→ Provided data

//! HTTP acceptance tests for the prediction API
//!
//! Tests:
//! 1. Banner and health endpoints
//! 2. /predict with the fallback model, strict and permissive schemas
//! 3. Malformed payloads, missing model, failing model
//! 4. /retrain returns immediately and swaps the model in the background
//! 5. /health reports degraded until some model is loaded

use std::path::PathBuf;
use std::sync::Arc;
use std::time::{Duration, Instant};

use async_trait::async_trait;
use axum::{
    body::Body,
    http::{Request, StatusCode},
    Router,
};
use serde_json::{json, Value};
use tower::ServiceExt;

use workforce_risk::{
    config::Config,
    create_router,
    service::{TrainError, Trainer},
    AppState,
};

fn fixture(name: &str) -> PathBuf {
    PathBuf::from(env!("CARGO_MANIFEST_DIR")).join("tests/fixtures").join(name)
}

/// ONNX classifier answering 1 for Performance_Score 12 and 3 for 3
fn linear_classifier() -> Vec<u8> {
    std::fs::read(fixture("linear_classifier.onnx")).unwrap()
}

/// Writes a fixed artifact to the model path after a delay
struct StubTrainer {
    path: PathBuf,
    artifact: Vec<u8>,
    delay: Duration,
}

#[async_trait]
impl Trainer for StubTrainer {
    async fn train(&self) -> Result<(), TrainError> {
        tokio::time::sleep(self.delay).await;
        std::fs::write(&self.path, &self.artifact)?;
        Ok(())
    }

    fn describe(&self) -> String {
        "stub".into()
    }
}

struct TestApp {
    app: Router,
    state: AppState,
    dir: tempfile::TempDir,
}

fn test_app(configure: impl FnOnce(&mut Config, &std::path::Path)) -> TestApp {
    test_app_with_trainer(configure, linear_classifier(), Duration::ZERO)
}

fn test_app_with_trainer(
    configure: impl FnOnce(&mut Config, &std::path::Path),
    artifact: Vec<u8>,
    delay: Duration,
) -> TestApp {
    let dir = tempfile::tempdir().unwrap();
    let mut config = Config {
        model_path: dir.path().join("model.onnx"),
        prediction_log_path: dir.path().join("predictions.csv"),
        ..Config::default()
    };
    configure(&mut config, dir.path());

    let trainer = StubTrainer {
        path: config.model_path.clone(),
        artifact,
        delay,
    };
    let state = AppState::with_trainer(config, Arc::new(trainer));
    let app = create_router(state.clone());
    TestApp { app, state, dir }
}

fn full_record() -> Value {
    json!({
        "Claimed_Hours": 8.0,
        "Active_Hours": 7.5,
        "Claimed_Minus_Active": 0.5,
        "Utilization_Rate": 92.0,
        "Commits": 5,
        "PRs_Opened": 2,
        "Tasks_Done": 6,
        "Performance_Score": 12.0,
        "Meetings_Hours": 1.5,
        "Recent_HR_Flag": 0,
        "Project_Type": 0,
        "Role_Level": 1,
        "Team_ID": 2
    })
}

async fn send(app: &Router, method: &str, uri: &str, body: Body) -> (StatusCode, Value) {
    let response = app
        .clone()
        .oneshot(
            Request::builder()
                .method(method)
                .uri(uri)
                .header("content-type", "application/json")
                .body(body)
                .unwrap(),
        )
        .await
        .unwrap();

    let status = response.status();
    let bytes = axum::body::to_bytes(response.into_body(), usize::MAX)
        .await
        .unwrap();
    let json = serde_json::from_slice(&bytes).unwrap_or(Value::Null);
    (status, json)
}

async fn predict(app: &Router, payload: &Value) -> (StatusCode, Value) {
    send(app, "POST", "/predict", Body::from(payload.to_string())).await
}

#[tokio::test]
async fn test_banner() {
    let t = test_app(|_, _| {});
    let (status, body) = send(&t.app, "GET", "/", Body::empty()).await;

    assert_eq!(status, StatusCode::OK);
    assert!(body["message"].as_str().unwrap().contains("running"));
    assert!(body["how_to_use"].as_str().unwrap().contains("/predict"));
}

#[tokio::test]
async fn test_health_reports_fallback() {
    let t = test_app(|_, _| {});
    let (status, body) = send(&t.app, "GET", "/health", Body::empty()).await;

    assert_eq!(status, StatusCode::OK);
    assert_eq!(body["status"], "healthy");
    assert_eq!(body["model"]["loaded"], true);
    assert_eq!(body["model"]["kind"], "fallback");
    assert_eq!(body["reload"]["state"], "idle");
}

#[tokio::test]
async fn test_predict_high_performer_without_artifact() {
    let t = test_app(|_, _| {});
    let (status, body) = predict(&t.app, &full_record()).await;

    assert_eq!(status, StatusCode::OK);
    assert_eq!(
        body,
        json!({
            "predicted_productivity": 1,
            "confidence": 0.85,
            "risk_factors": [],
        })
    );
}

#[tokio::test]
async fn test_predict_low_performer_has_risk_factors() {
    let t = test_app(|_, _| {});
    let mut record = full_record();
    record["Performance_Score"] = json!(3);
    record["Utilization_Rate"] = json!(20);
    record["Claimed_Minus_Active"] = json!(6);
    record["Recent_HR_Flag"] = json!(1);

    let (status, body) = predict(&t.app, &record).await;
    assert_eq!(status, StatusCode::OK);
    assert_eq!(body["predicted_productivity"], 3);
    assert_eq!(body["risk_factors"], json!(["performance", "utilization"]));
}

#[tokio::test]
async fn test_predict_is_idempotent() {
    let t = test_app(|_, _| {});
    let mut record = full_record();
    record["Performance_Score"] = json!(3);

    let (_, first) = predict(&t.app, &record).await;
    let (_, second) = predict(&t.app, &record).await;
    assert_eq!(first, second);
    assert_eq!(first["predicted_productivity"], 2);
}

#[tokio::test]
async fn test_strict_schema_lists_all_missing_fields() {
    let t = test_app(|_, _| {});
    let (status, body) = predict(&t.app, &json!({})).await;

    assert_eq!(status, StatusCode::BAD_REQUEST);
    assert_eq!(body["error"], "Missing fields");
    let missing = body["missing"].as_array().unwrap();
    assert_eq!(missing.len(), 13);
    assert_eq!(missing[0], "Claimed_Hours");
    assert_eq!(missing[12], "Team_ID");
}

#[tokio::test]
async fn test_permissive_schema_scores_partial_record() {
    let t = test_app(|config, _| config.strict_schema = false);
    let (status, body) = predict(&t.app, &json!({ "Performance_Score": 15, "Utilization_Rate": 100 })).await;

    // 0.4 + 0.3 + 0.2 + 0.1
    assert_eq!(status, StatusCode::OK);
    assert_eq!(body["predicted_productivity"], 1);
}

#[tokio::test]
async fn test_malformed_payloads() {
    let t = test_app(|_, _| {});

    let (status, body) = send(&t.app, "POST", "/predict", Body::from("{\"Commits\": ")).await;
    assert_eq!(status, StatusCode::BAD_REQUEST);
    assert_eq!(body["error"], "Malformed input");
    assert!(body.get("missing").is_none());

    let (status, _) = predict(&t.app, &json!([full_record()])).await;
    assert_eq!(status, StatusCode::BAD_REQUEST);
}

#[tokio::test]
async fn test_model_unavailable_without_fallback() {
    let t = test_app(|config, _| config.fallback_enabled = false);

    let (status, body) = predict(&t.app, &full_record()).await;
    assert_eq!(status, StatusCode::INTERNAL_SERVER_ERROR);
    assert_eq!(body, json!({ "error": "Model not loaded" }));

    let (_, health) = send(&t.app, "GET", "/health", Body::empty()).await;
    assert_eq!(health["status"], "degraded");
}

#[tokio::test]
async fn test_retrain_recovers_degraded_service() {
    let t = test_app(|config, _| config.fallback_enabled = false);

    let (_, health) = send(&t.app, "GET", "/health", Body::empty()).await;
    assert_eq!(health["status"], "degraded");

    send(&t.app, "POST", "/retrain", Body::empty()).await;
    let deadline = Instant::now() + Duration::from_secs(5);
    while t.state.reload.status().in_flight > 0 {
        assert!(Instant::now() < deadline, "retrain never finished");
        tokio::time::sleep(Duration::from_millis(20)).await;
    }

    let (status, health) = send(&t.app, "GET", "/health", Body::empty()).await;
    assert_eq!(status, StatusCode::OK);
    assert_eq!(health["status"], "healthy");
    assert_eq!(health["model"]["kind"], "trained");

    let (status, body) = predict(&t.app, &full_record()).await;
    assert_eq!(status, StatusCode::OK);
    assert_eq!(body["predicted_productivity"], 1);
}

#[tokio::test]
async fn test_failing_trained_model_degrades_to_medium() {
    let t = test_app(|config, dir| {
        // Answers class 7 or above for every record
        let path = dir.join("broken.onnx");
        std::fs::copy(fixture("out_of_range_classifier.onnx"), &path).unwrap();
        config.model_path = path;
    });

    let (_, health) = send(&t.app, "GET", "/health", Body::empty()).await;
    assert_eq!(health["model"]["kind"], "trained");

    let (status, body) = predict(&t.app, &full_record()).await;
    assert_eq!(status, StatusCode::OK);
    assert_eq!(body["predicted_productivity"], 2);
    assert_eq!(body["risk_factors"], json!(["performance", "utilization"]));
}

#[tokio::test]
async fn test_predictions_are_logged() {
    let t = test_app(|_, _| {});
    predict(&t.app, &full_record()).await;
    predict(&t.app, &json!({})).await;

    let content = std::fs::read_to_string(t.dir.path().join("predictions.csv")).unwrap();
    let lines: Vec<&str> = content.lines().collect();
    assert_eq!(lines.len(), 2);
    assert!(lines[0].ends_with("predicted_productivity"));
    assert!(lines[1].ends_with(",1"));
}

#[tokio::test]
async fn test_retrain_returns_immediately_and_swaps_model() {
    let t = test_app_with_trainer(
        |_, _| {},
        linear_classifier(),
        Duration::from_millis(300),
    );

    let started = Instant::now();
    let (status, body) = send(&t.app, "POST", "/retrain", Body::empty()).await;
    assert!(started.elapsed() < Duration::from_millis(100));
    assert_eq!(status, StatusCode::OK);
    assert_eq!(body, json!({ "status": "retraining_started" }));

    // Still the fallback while training runs
    let (_, body) = predict(&t.app, &full_record()).await;
    assert_eq!(body["predicted_productivity"], 1);

    let deadline = Instant::now() + Duration::from_secs(5);
    while t.state.reload.status().in_flight > 0 {
        assert!(Instant::now() < deadline, "retrain never finished");
        tokio::time::sleep(Duration::from_millis(20)).await;
    }

    let (_, health) = send(&t.app, "GET", "/health", Body::empty()).await;
    assert_eq!(health["model"]["kind"], "trained");
    assert_eq!(health["reload"]["last_outcome"]["succeeded"], true);

    // The fallback scores this record 2
    let mut record = full_record();
    record["Performance_Score"] = json!(3);
    let (_, body) = predict(&t.app, &record).await;
    assert_eq!(body["predicted_productivity"], 3);
}

#[tokio::test]
async fn test_failed_retrain_keeps_working_model() {
    let t = test_app_with_trainer(|_, _| {}, b"not an onnx graph".to_vec(), Duration::ZERO);

    send(&t.app, "POST", "/retrain", Body::empty()).await;
    let deadline = Instant::now() + Duration::from_secs(5);
    while t.state.reload.status().in_flight > 0 {
        assert!(Instant::now() < deadline, "retrain never finished");
        tokio::time::sleep(Duration::from_millis(20)).await;
    }

    let (status, body) = predict(&t.app, &full_record()).await;
    assert_eq!(status, StatusCode::OK);
    assert_eq!(body["predicted_productivity"], 1);
    assert_eq!(t.state.service.handle().status().version, 1);
}

#[tokio::test]
async fn test_cors_preflight() {
    let t = test_app(|_, _| {});
    let response = t
        .app
        .clone()
        .oneshot(
            Request::builder()
                .method("OPTIONS")
                .uri("/predict")
                .header("origin", "http://localhost:3000")
                .header("access-control-request-method", "POST")
                .header("access-control-request-headers", "content-type")
                .body(Body::empty())
                .unwrap(),
        )
        .await
        .unwrap();

    assert_eq!(response.status(), StatusCode::OK);
    assert_eq!(
        response.headers().get("access-control-allow-origin").unwrap(),
        "*"
    );
}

→ Aim of the task
A single figure is the whole answer: the number of lines in the material above where the string "TestApp" occurs.

→ Solution to this task
4